Last month, trustees for the 50,000-student Capistrano Unified district approved changes in attendance boundaries to apportion more than 14,000 high school students among five existing campuses and the new San Juan Hills High School. The move will affect thousands of students entering high school when the new campus opens in 2006 at the eastern end of San Juan Capistrano.

The vote came after months of stormy debate, angry phone calls and e-mails to school officials and lobbying by local politicians. In March, on a day students were to take state assessment tests, parents in one neighborhood kept their children home to protest Supt. James A. Fleming’s recommendation to the trustees. Nearly 1,000 people attended a subsequent hearing on the new boundaries, at which more than 140 people pleaded their case before the school board.

After the board voted, parents in one gated community began the lengthy legal process to secede from the district. Another group of parents say they will announce at a district meeting tonight that they intend to launch a campaign to recall the trustees, in part because of their vote on the boundaries.

“This has been one hell of an experience,” Capistrano Trustee John Casabianca told parents. “We have taken a lot of heat, and our communities are being pulled apart and divided.”

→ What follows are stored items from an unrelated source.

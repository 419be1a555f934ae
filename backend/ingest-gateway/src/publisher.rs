//! Durable publisher
//!
//! Writes validated events to `events.<source>.<funnelStage>`.
//!
//! - [`DurablePublisher::publish`]: one event, each attempt raced against the
//!   publish timeout, retried with capped exponential backoff
//! - [`DurablePublisher::publish_many`]: rounds of up to `chunk_size`
//!   concurrent single attempts, no retry, a short pause between rounds;
//!   never fails as a whole
//!
//! A timed-out attempt is abandoned, not cancelled at the broker, so the same
//! event may land twice. The collector's sink absorbs the duplicate.

use crate::error::{AttemptError, PublishError};
use event_log::{DurableLog, Headers, PublishAck};
use event_schema::{Event, PublishEnvelope, Source, CORRELATION_ID_HEADER};
use futures::future::join_all;
use pipeline_metrics::PipelineMetrics;
use resilience::{with_retry, with_timeout, RetryConfig};
use std::sync::Arc;
use std::time::Duration;
use tracing::{debug, info, warn};

/// Header carrying the event id next to the correlation id
pub const EVENT_ID_HEADER: &str = "event-id";

#[derive(Debug, Clone)]
pub struct PublisherSettings {
    pub publish_timeout: Duration,
    pub retry: RetryConfig,
    pub chunk_size: usize,
    pub inter_batch_delay: Duration,
}

impl Default for PublisherSettings {
    fn default() -> Self {
        Self {
            publish_timeout: Duration::from_secs(10),
            retry: RetryConfig::default(),
            chunk_size: 100,
            inter_batch_delay: Duration::from_millis(5),
        }
    }
}

/// Tally of one `publish_many` call
#[derive(Debug, Clone, Default, PartialEq, Eq)]
pub struct PublishSummary {
    pub published: usize,
    pub failed: usize,
    pub errors: Vec<String>,
}

struct PreparedMessage {
    event_id: String,
    subject: String,
    payload: Vec<u8>,
    headers: Headers,
}

pub struct DurablePublisher {
    log: Arc<dyn DurableLog>,
    metrics: Arc<dyn PipelineMetrics>,
    settings: PublisherSettings,
}

impl DurablePublisher {
    pub fn new(
        log: Arc<dyn DurableLog>,
        metrics: Arc<dyn PipelineMetrics>,
        settings: PublisherSettings,
    ) -> Self {
        Self {
            log,
            metrics,
            settings,
        }
    }

    /// Publish one event, retrying until the attempt budget is spent
    pub async fn publish(
        &self,
        event: &Event,
        correlation_id: &str,
    ) -> Result<PublishAck, PublishError> {
        let (source, stage) = (event.source(), event.funnel_stage);
        self.metrics.record_accepted(source, stage);

        let message = match prepare(event, correlation_id) {
            Ok(message) => message,
            Err(e) => {
                self.metrics.record_failed(source, stage);
                return Err(e);
            }
        };

        let result = with_retry(self.settings.retry.clone(), || self.attempt(&message)).await;

        match result {
            Ok(ack) => {
                self.metrics.record_processed(source, stage);
                debug!(
                    event_id = %message.event_id,
                    subject = %message.subject,
                    sequence = ack.sequence,
                    correlation_id = %correlation_id,
                    "Event published"
                );
                Ok(ack)
            }
            Err(e) => {
                self.metrics.record_failed(source, stage);
                let attempts = e.attempts();
                let last_error = e.into_last_error();
                warn!(
                    event_id = %message.event_id,
                    subject = %message.subject,
                    attempts,
                    correlation_id = %correlation_id,
                    error = %last_error,
                    "Event publish failed"
                );
                Err(PublishError::Exhausted {
                    event_id: message.event_id,
                    subject: message.subject,
                    attempts,
                    last_error,
                })
            }
        }
    }

    /// Publish many events of one source; failures are counted, never raised
    pub async fn publish_many(
        &self,
        source: Source,
        events: &[Event],
        correlation_id: &str,
    ) -> PublishSummary {
        let mut summary = PublishSummary::default();
        let chunk_size = self.settings.chunk_size.max(1);
        let rounds = events.len().div_ceil(chunk_size);

        for (round, chunk) in events.chunks(chunk_size).enumerate() {
            let outcomes =
                join_all(chunk.iter().map(|event| self.publish_once(event, correlation_id))).await;

            for (event, outcome) in chunk.iter().zip(outcomes) {
                match outcome {
                    Ok(()) => summary.published += 1,
                    Err(reason) => {
                        summary.failed += 1;
                        summary
                            .errors
                            .push(format!("{}: publish failed: {}", event.event_id, reason));
                    }
                }
            }

            if round + 1 < rounds && !self.settings.inter_batch_delay.is_zero() {
                tokio::time::sleep(self.settings.inter_batch_delay).await;
            }
        }

        info!(
            source = %source,
            published = summary.published,
            failed = summary.failed,
            correlation_id = %correlation_id,
            "Bulk publish finished"
        );

        summary
    }

    /// Single attempt with metrics, used by the bulk path
    async fn publish_once(&self, event: &Event, correlation_id: &str) -> Result<(), String> {
        let (source, stage) = (event.source(), event.funnel_stage);
        self.metrics.record_accepted(source, stage);

        let outcome = match prepare(event, correlation_id) {
            Ok(message) => self
                .attempt(&message)
                .await
                .map(|_| ())
                .map_err(|e| e.to_string()),
            Err(e) => Err(e.to_string()),
        };

        match &outcome {
            Ok(()) => self.metrics.record_processed(source, stage),
            Err(reason) => {
                self.metrics.record_failed(source, stage);
                warn!(
                    event_id = %event.event_id,
                    correlation_id = %correlation_id,
                    error = %reason,
                    "Bulk publish attempt failed"
                );
            }
        }

        outcome
    }

    async fn attempt(&self, message: &PreparedMessage) -> Result<PublishAck, AttemptError> {
        let timeout = self.settings.publish_timeout;
        let publish = self.log.publish(
            &message.subject,
            message.payload.clone(),
            message.headers.clone(),
        );

        match with_timeout(timeout, publish).await {
            Ok(result) => result.map_err(AttemptError::from),
            Err(_) => Err(AttemptError::Timeout(timeout)),
        }
    }
}

fn prepare(event: &Event, correlation_id: &str) -> Result<PreparedMessage, PublishError> {
    let envelope = PublishEnvelope::new(event.clone(), correlation_id);
    let payload = envelope.to_bytes().map_err(|source| PublishError::Encode {
        event_id: event.event_id.clone(),
        source,
    })?;

    let mut headers = Headers::new();
    headers.insert(CORRELATION_ID_HEADER.to_string(), correlation_id.to_string());
    headers.insert(EVENT_ID_HEADER.to_string(), event.event_id.clone());

    Ok(PreparedMessage {
        event_id: event.event_id.clone(),
        subject: envelope.subject(),
        payload,
        headers,
    })
}

#[cfg(test)]
mod tests {
    use super::*;
    use event_log::{InMemoryEventLog, StreamConfig};
    use event_schema::{testing, FunnelStage};
    use pipeline_metrics::AtomicPipelineMetrics;

    async fn setup(
        settings: PublisherSettings,
    ) -> (InMemoryEventLog, Arc<AtomicPipelineMetrics>, DurablePublisher) {
        let log = InMemoryEventLog::with_streams(
            Source::ALL.iter().map(|source| StreamConfig::for_source(*source)),
        )
        .await;
        let metrics = Arc::new(AtomicPipelineMetrics::new());
        let publisher = DurablePublisher::new(Arc::new(log.clone()), metrics.clone(), settings);
        (log, metrics, publisher)
    }

    fn fast_retry(max_attempts: u32) -> PublisherSettings {
        PublisherSettings {
            retry: RetryConfig {
                max_attempts,
                initial_backoff: Duration::from_millis(1),
                max_backoff: Duration::from_millis(5),
                jitter: false,
                ..Default::default()
            },
            inter_batch_delay: Duration::ZERO,
            ..Default::default()
        }
    }

    #[tokio::test]
    async fn test_publish_routes_by_source_and_stage() {
        let (log, metrics, publisher) = setup(fast_retry(3)).await;

        publisher
            .publish(&testing::tiktok_purchase("tt-1", Some("12.50")), "corr-1")
            .await
            .unwrap();

        let payloads = log.stored_payloads("TIKTOK_EVENTS").await;
        assert_eq!(payloads.len(), 1);
        let envelope = PublishEnvelope::from_slice(&payloads[0]).unwrap();
        assert_eq!(envelope.correlation_id, "corr-1");
        assert_eq!(envelope.subject(), "events.tiktok.bottom");

        let snapshot = metrics.snapshot(Source::Tiktok, FunnelStage::Bottom);
        assert_eq!(snapshot.accepted, 1);
        assert_eq!(snapshot.processed, 1);
    }

    #[tokio::test]
    async fn test_publish_recovers_within_attempt_budget() {
        let (log, _, publisher) = setup(fast_retry(3)).await;
        log.fail_next_publishes(2);

        let result = publisher
            .publish(&testing::facebook_top("fb-1"), "corr-1")
            .await;

        assert!(result.is_ok());
        assert_eq!(log.stream_len("FACEBOOK_EVENTS").await, 1);
    }

    #[tokio::test]
    async fn test_publish_stops_after_max_attempts() {
        let (log, metrics, publisher) = setup(fast_retry(3)).await;
        log.fail_next_publishes(3);

        let err = publisher
            .publish(&testing::facebook_top("fb-1"), "corr-1")
            .await
            .unwrap_err();
        assert_eq!(err.attempts(), 3);

        // The next attempt would have succeeded; none was made
        assert_eq!(log.stream_len("FACEBOOK_EVENTS").await, 0);

        let snapshot = metrics.snapshot(Source::Facebook, FunnelStage::Top);
        assert_eq!(snapshot.failed, 1);
        assert_eq!(snapshot.processed, 0);
    }

    #[tokio::test]
    async fn test_publish_many_counts_failures_without_retry() {
        let (log, _, publisher) = setup(PublisherSettings {
            chunk_size: 4,
            ..fast_retry(3)
        })
        .await;
        let events: Vec<Event> = (0..10)
            .map(|i| testing::facebook_top(&format!("fb-{}", i)))
            .collect();

        log.fail_next_publishes(1);
        let summary = publisher
            .publish_many(Source::Facebook, &events, "corr-bulk")
            .await;

        assert_eq!(summary.published, 9);
        assert_eq!(summary.failed, 1);
        assert_eq!(summary.errors.len(), 1);
        assert_eq!(log.stream_len("FACEBOOK_EVENTS").await, 9);
    }

    #[tokio::test]
    async fn test_publish_many_with_broker_down() {
        let (log, _, publisher) = setup(fast_retry(3)).await;
        log.set_available(false);

        let events = vec![testing::facebook_top("fb-1"), testing::facebook_top("fb-2")];
        let summary = publisher
            .publish_many(Source::Facebook, &events, "corr-bulk")
            .await;

        assert_eq!(summary.published, 0);
        assert_eq!(summary.failed, 2);
    }
}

The new boundaries will bring students from distinct communities together at the new high school. About a third of the 2,200 students at San Juan Hills High will be from Latino families, many of them immigrants and English learners living in low-income apartments. To achieve a balance and fill the school to capacity, Fleming will pull in students from Capistrano Beach and Ladera Ranch, two wealthier neighborhoods in surrounding cities.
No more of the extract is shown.